For no one would wish to drive, or to be a passenger in, a death car.
(Would the interior of the car continue to smell of death, if it still existed? Or does the odor of death fade with time?)
In the doorway Elisabeth stands. It is strangely peaceful here, on the threshold. Gradually her eyes become adjusted to the muted light and she has no need to grope for a switch, to turn on overhead lights.
The garage door is closed of course. You can see light beneath it, obviously you must stuff towels along the entire length of the door to keep the sweet-poison air in and the fresh air out.
Blue buzz of air. The only symptom is peace.
• • •
Come! Hurry.
She is hurrying. She is breathless. On her knees on the bare plank floor in fro
nt of the narrow cupboard in the third-floor maid’s room she reaches into the shadowy interior. Cobwebs in hair, eyelashes.
Wrapped inside a beautiful heather-colored mohair shawl riddled with moth holes.
Her hands shake. This must be one of N.K.’s diaries, unknown to Alexander!
The diary he’d found after her death, he’d destroyed.

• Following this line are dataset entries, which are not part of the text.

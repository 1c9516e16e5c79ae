//! # Primitive Values
//!
//! Native representations carried by primitive nodes.
//!
//! Once a classifier is known to be a top level, the kind decision is a
//! single lookup of its name in [`KIND_TABLE`]. The node's name stays
//! the literal text; the parsed value sits next to it.

use crate::primitives::{
    BOOLEAN_TYPE_NAME, DATE_TYPE_NAME, DATETIME_TYPE_NAME, DECIMAL_TYPE_NAME, FLOAT_TYPE_NAME,
    INTEGER_TYPE_NAME, STRICT_DATE_TYPE_NAME, STRING_TYPE_NAME,
};
use crate::types::GraphError;
use serde::{Deserialize, Serialize};
use std::fmt;
use std::str::FromStr;

// =============================================================================
// NODE KIND
// =============================================================================

/// Construction variant chosen for a node.
#[derive(Debug, Clone, Copy, PartialEq, Eq, Hash, Serialize, Deserialize)]
pub enum NodeKind {
    Generic,
    Boolean,
    Integer,
    Float,
    Decimal,
    String,
    Date,
    StrictDate,
    DateTime,
}

/// Classifier name to primitive kind. Anything not listed is `Generic`.
const KIND_TABLE: [(&str, NodeKind); 8] = [
    (BOOLEAN_TYPE_NAME, NodeKind::Boolean),
    (DATE_TYPE_NAME, NodeKind::Date),
    (STRICT_DATE_TYPE_NAME, NodeKind::StrictDate),
    (DATETIME_TYPE_NAME, NodeKind::DateTime),
    (FLOAT_TYPE_NAME, NodeKind::Float),
    (DECIMAL_TYPE_NAME, NodeKind::Decimal),
    (INTEGER_TYPE_NAME, NodeKind::Integer),
    (STRING_TYPE_NAME, NodeKind::String),
];

impl NodeKind {
    /// Pick the kind for instances of a classifier named `type_name`.
    #[must_use]
    pub fn from_type_name(type_name: &str) -> Self {
        KIND_TABLE
            .iter()
            .find(|(name, _)| *name == type_name)
            .map_or(Self::Generic, |(_, kind)| *kind)
    }

    /// Classifier name for a primitive kind; `None` for `Generic`.
    #[must_use]
    pub fn type_name(self) -> Option<&'static str> {
        KIND_TABLE
            .iter()
            .find(|(_, kind)| *kind == self)
            .map(|(name, _)| *name)
    }

    #[must_use]
    pub fn is_primitive(self) -> bool {
        self != Self::Generic
    }
}

// =============================================================================
// PRIMITIVE VALUE
// =============================================================================

/// Parsed value of a primitive node.
#[derive(Debug, Clone, PartialEq, Serialize, Deserialize)]
pub enum PrimitiveValue {
    Boolean(bool),
    Integer(i64),
    /// An Integer literal too wide for `i64`, kept as its canonical digits.
    BigInteger(String),
    Float(f64),
    /// Decimal digits without the optional `D` suffix.
    Decimal(String),
    String(String),
    Date(PureDate),
    StrictDate(PureDate),
    DateTime(PureDate),
}

impl PrimitiveValue {
    /// Parse `literal` as a value of `kind`.
    ///
    /// Returns `Ok(None)` for `Generic`, which carries no native value.
    pub fn parse(kind: NodeKind, literal: &str) -> Result<Option<Self>, GraphError> {
        let invalid = || GraphError::InvalidPrimitive {
            type_name: kind.type_name().unwrap_or("Generic").to_string(),
            literal: literal.to_string(),
        };

        let value = match kind {
            NodeKind::Generic => return Ok(None),
            NodeKind::Boolean => match literal {
                "true" => Self::Boolean(true),
                "false" => Self::Boolean(false),
                _ => return Err(invalid()),
            },
            NodeKind::Integer => match literal.parse::<i64>() {
                Ok(value) => Self::Integer(value),
                Err(_) if is_integer_literal(literal) => Self::BigInteger(literal.to_string()),
                Err(_) => return Err(invalid()),
            },
            NodeKind::Float => {
                let value: f64 = literal.parse().map_err(|_| invalid())?;
                if !value.is_finite() {
                    return Err(invalid());
                }
                Self::Float(value)
            }
            NodeKind::Decimal => {
                let digits = literal
                    .strip_suffix(['d', 'D'])
                    .unwrap_or(literal);
                if !is_decimal_literal(digits) {
                    return Err(invalid());
                }
                Self::Decimal(digits.to_string())
            }
            NodeKind::String => Self::String(literal.to_string()),
            NodeKind::Date => Self::Date(literal.parse().map_err(|_| invalid())?),
            NodeKind::StrictDate => {
                let date: PureDate = literal.parse().map_err(|_| invalid())?;
                if !date.is_strict_date() {
                    return Err(invalid());
                }
                Self::StrictDate(date)
            }
            NodeKind::DateTime => {
                let date: PureDate = literal.parse().map_err(|_| invalid())?;
                if !date.has_time() {
                    return Err(invalid());
                }
                Self::DateTime(date)
            }
        };
        Ok(Some(value))
    }

    #[must_use]
    pub fn kind(&self) -> NodeKind {
        match self {
            Self::Boolean(_) => NodeKind::Boolean,
            Self::Integer(_) | Self::BigInteger(_) => NodeKind::Integer,
            Self::Float(_) => NodeKind::Float,
            Self::Decimal(_) => NodeKind::Decimal,
            Self::String(_) => NodeKind::String,
            Self::Date(_) => NodeKind::Date,
            Self::StrictDate(_) => NodeKind::StrictDate,
            Self::DateTime(_) => NodeKind::DateTime,
        }
    }

    #[must_use]
    pub fn as_bool(&self) -> Option<bool> {
        match self {
            Self::Boolean(value) => Some(*value),
            _ => None,
        }
    }

    #[must_use]
    pub fn as_integer(&self) -> Option<i64> {
        match self {
            Self::Integer(value) => Some(*value),
            _ => None,
        }
    }

    /// Digits of an Integer of any width.
    #[must_use]
    pub fn integer_digits(&self) -> Option<String> {
        match self {
            Self::Integer(value) => Some(value.to_string()),
            Self::BigInteger(digits) => Some(digits.clone()),
            _ => None,
        }
    }

    #[must_use]
    pub fn as_str(&self) -> Option<&str> {
        match self {
            Self::String(value) | Self::Decimal(value) => Some(value),
            _ => None,
        }
    }

    #[must_use]
    pub fn as_date(&self) -> Option<&PureDate> {
        match self {
            Self::Date(date) | Self::StrictDate(date) | Self::DateTime(date) => Some(date),
            _ => None,
        }
    }
}

impl fmt::Display for PrimitiveValue {
    fn fmt(&self, f: &mut fmt::Formatter<'_>) -> fmt::Result {
        match self {
            Self::Boolean(value) => write!(f, "{value}"),
            Self::Integer(value) => write!(f, "{value}"),
            Self::Float(value) => write!(f, "{value}"),
            Self::BigInteger(value) | Self::Decimal(value) | Self::String(value) => {
                f.write_str(value)
            }
            Self::Date(date) | Self::StrictDate(date) | Self::DateTime(date) => {
                write!(f, "{date}")
            }
        }
    }
}

/// `[+-]digits` with at least one digit.
fn is_integer_literal(text: &str) -> bool {
    let digits = text.strip_prefix(['+', '-']).unwrap_or(text);
    !digits.is_empty() && digits.bytes().all(|b| b.is_ascii_digit())
}

/// `[+-]digits[.digits][e[+-]digits]` with at least one mantissa digit.
fn is_decimal_literal(text: &str) -> bool {
    let text = text.strip_prefix(['+', '-']).unwrap_or(text);
    let (mantissa, exponent) = match text.find(['e', 'E']) {
        Some(at) => (&text[..at], Some(&text[at + 1..])),
        None => (text, None),
    };
    let (whole, fraction) = mantissa.split_once('.').unwrap_or((mantissa, ""));
    let all_digits = |s: &str| s.bytes().all(|b| b.is_ascii_digit());
    if whole.is_empty() && fraction.is_empty() {
        return false;
    }
    if !all_digits(whole) || !all_digits(fraction) {
        return false;
    }
    match exponent {
        None => true,
        Some(exp) => {
            let exp = exp.strip_prefix(['+', '-']).unwrap_or(exp);
            !exp.is_empty() && all_digits(exp)
        }
    }
}

// =============================================================================
// DATES
// =============================================================================

/// A date with variable precision.
///
/// Accepted forms: `YYYY`, `YYYY-MM`, `YYYY-MM-DD`, and
/// `YYYY-MM-DDThh[:mm[:ss[.fff]]]` with an optional `Z` or `+hhmm`/`-hhmm`
/// offset after the time. Components are range-checked, including the
/// number of days in the month.
#[derive(Debug, Clone, PartialEq, Eq, Hash, Serialize, Deserialize)]
pub struct PureDate {
    year: i32,
    month: Option<u8>,
    day: Option<u8>,
    hour: Option<u8>,
    minute: Option<u8>,
    second: Option<u8>,
    subsecond: Option<String>,
    offset: Option<String>,
}

impl PureDate {
    #[must_use]
    pub fn year(&self) -> i32 {
        self.year
    }

    #[must_use]
    pub fn month(&self) -> Option<u8> {
        self.month
    }

    #[must_use]
    pub fn day(&self) -> Option<u8> {
        self.day
    }

    #[must_use]
    pub fn hour(&self) -> Option<u8> {
        self.hour
    }

    #[must_use]
    pub fn minute(&self) -> Option<u8> {
        self.minute
    }

    #[must_use]
    pub fn second(&self) -> Option<u8> {
        self.second
    }

    /// Fractional-second digits exactly as written.
    #[must_use]
    pub fn subsecond(&self) -> Option<&str> {
        self.subsecond.as_deref()
    }

    /// A day-precision date with no time component.
    #[must_use]
    pub fn is_strict_date(&self) -> bool {
        self.day.is_some() && self.hour.is_none()
    }

    #[must_use]
    pub fn has_time(&self) -> bool {
        self.hour.is_some()
    }
}

struct DateCursor<'a> {
    bytes: &'a [u8],
    pos: usize,
}

impl DateCursor<'_> {
    fn eat(&mut self, byte: u8) -> bool {
        if self.bytes.get(self.pos) == Some(&byte) {
            self.pos += 1;
            true
        } else {
            false
        }
    }

    fn peek(&self) -> Option<u8> {
        self.bytes.get(self.pos).copied()
    }

    /// Exactly `count` ASCII digits.
    fn fixed(&mut self, count: usize) -> Option<u32> {
        let end = self.pos.checked_add(count)?;
        let slice = self.bytes.get(self.pos..end)?;
        if !slice.iter().all(u8::is_ascii_digit) {
            return None;
        }
        self.pos = end;
        Some(
            slice
                .iter()
                .fold(0u32, |acc, b| acc * 10 + u32::from(b - b'0')),
        )
    }

    /// One or more ASCII digits.
    fn run(&mut self) -> Option<&str> {
        let start = self.pos;
        while self.peek().is_some_and(|b| b.is_ascii_digit()) {
            self.pos += 1;
        }
        if self.pos == start {
            return None;
        }
        std::str::from_utf8(&self.bytes[start..self.pos]).ok()
    }

    fn at_end(&self) -> bool {
        self.pos == self.bytes.len()
    }
}

fn bounded(value: u32, min: u32, max: u32) -> Option<u8> {
    if (min..=max).contains(&value) {
        u8::try_from(value).ok()
    } else {
        None
    }
}

fn days_in_month(year: i32, month: u8) -> u8 {
    let leap = year.rem_euclid(4) == 0 && (year.rem_euclid(100) != 0 || year.rem_euclid(400) == 0);
    match month {
        2 if leap => 29,
        2 => 28,
        4 | 6 | 9 | 11 => 30,
        _ => 31,
    }
}

fn parse_date(text: &str) -> Option<PureDate> {
    let mut cursor = DateCursor {
        bytes: text.as_bytes(),
        pos: 0,
    };

    let negative = cursor.eat(b'-');
    let year: i32 = cursor.run()?.parse().ok()?;
    let mut date = PureDate {
        year: if negative { -year } else { year },
        month: None,
        day: None,
        hour: None,
        minute: None,
        second: None,
        subsecond: None,
        offset: None,
    };

    if cursor.eat(b'-') {
        let month = bounded(cursor.fixed(2)?, 1, 12)?;
        date.month = Some(month);
        if cursor.eat(b'-') {
            let max = u32::from(days_in_month(date.year, month));
            date.day = Some(bounded(cursor.fixed(2)?, 1, max)?);
            if cursor.eat(b'T') {
                date.hour = Some(bounded(cursor.fixed(2)?, 0, 23)?);
                if cursor.eat(b':') {
                    date.minute = Some(bounded(cursor.fixed(2)?, 0, 59)?);
                    if cursor.eat(b':') {
                        date.second = Some(bounded(cursor.fixed(2)?, 0, 59)?);
                        if cursor.eat(b'.') {
                            date.subsecond = Some(cursor.run()?.to_string());
                        }
                    }
                }
                date.offset = match cursor.peek() {
                    Some(b'Z') => {
                        cursor.pos += 1;
                        Some("Z".to_string())
                    }
                    Some(sign @ (b'+' | b'-')) => {
                        cursor.pos += 1;
                        let hours = bounded(cursor.fixed(2)?, 0, 23)?;
                        let minutes = bounded(cursor.fixed(2)?, 0, 59)?;
                        Some(format!("{}{hours:02}{minutes:02}", char::from(sign)))
                    }
                    _ => None,
                };
            }
        }
    }

    cursor.at_end().then_some(date)
}

impl FromStr for PureDate {
    type Err = GraphError;

    fn from_str(text: &str) -> Result<Self, Self::Err> {
        parse_date(text).ok_or_else(|| GraphError::InvalidPrimitive {
            type_name: DATE_TYPE_NAME.to_string(),
            literal: text.to_string(),
        })
    }
}

impl fmt::Display for PureDate {
    fn fmt(&self, f: &mut fmt::Formatter<'_>) -> fmt::Result {
        if self.year < 0 {
            write!(f, "-{:04}", self.year.unsigned_abs())?;
        } else {
            write!(f, "{:04}", self.year)?;
        }
        if let Some(month) = self.month {
            write!(f, "-{month:02}")?;
        }
        if let Some(day) = self.day {
            write!(f, "-{day:02}")?;
        }
        if let Some(hour) = self.hour {
            write!(f, "T{hour:02}")?;
        }
        if let Some(minute) = self.minute {
            write!(f, ":{minute:02}")?;
        }
        if let Some(second) = self.second {
            write!(f, ":{second:02}")?;
        }
        if let Some(subsecond) = &self.subsecond {
            write!(f, ".{subsecond}")?;
        }
        if let Some(offset) = &self.offset {
            f.write_str(offset)?;
        }
        Ok(())
    }
}

// =============================================================================
// TESTS
// =============================================================================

To spare my son.
Feminists had angrily criticized the husband’s actions but Alexander remained unrepentant. Insisting it was his right—the diary was disgusting and vile (though he’d claimed not to have read it), and it was his property. His right as a father to spare his son echoes and reflections of the mother’s sick and debased mind.
But Alexander is not here now, Elisabeth thinks. Alexander will not know.
The diary appears to be battered, water-stained. It is only one-quarter filled. The last diary of N.K.’s life.
At the makeshift desk Elisabeth dares to read in N.K.’s sharply slanted hand, in stark black ink. The low throaty voice of the poet echoes in her ears as intimate as a caress.
fearful of harming the children
fearful of harming the children entrusted to her
begins with “the”—not “her”
telling herself they are not THE children, they are HER children
she does not want to carry the new baby on the stairs
fearful of dropping her slipping, falling
fear of injuring loving too much
(not the husband’s child)
(does he know?—must know)
of course the husband knows a man must know
pillow over my face, he says so the children will not hear
will win custody you will never see them again
your disgusting poetry will be my evidence in a court of law
you are not a fit mother
not a fit human being
he has struck me with his hand. the back of his hand. hits me on the chest, torso, thighs, where my clothing covers the bruises. he says he will take the children from me if I tell—anyone. if I tell my doctor. I must say, I am clumsy, I drink too much, take too much medication (even if I do not—not enough).
I must declare legally, I have invented these accusations against him.
I am a poet/I am a liar/I am sick and debased/I have loved others, not him/I am one who makes things gorgeously up.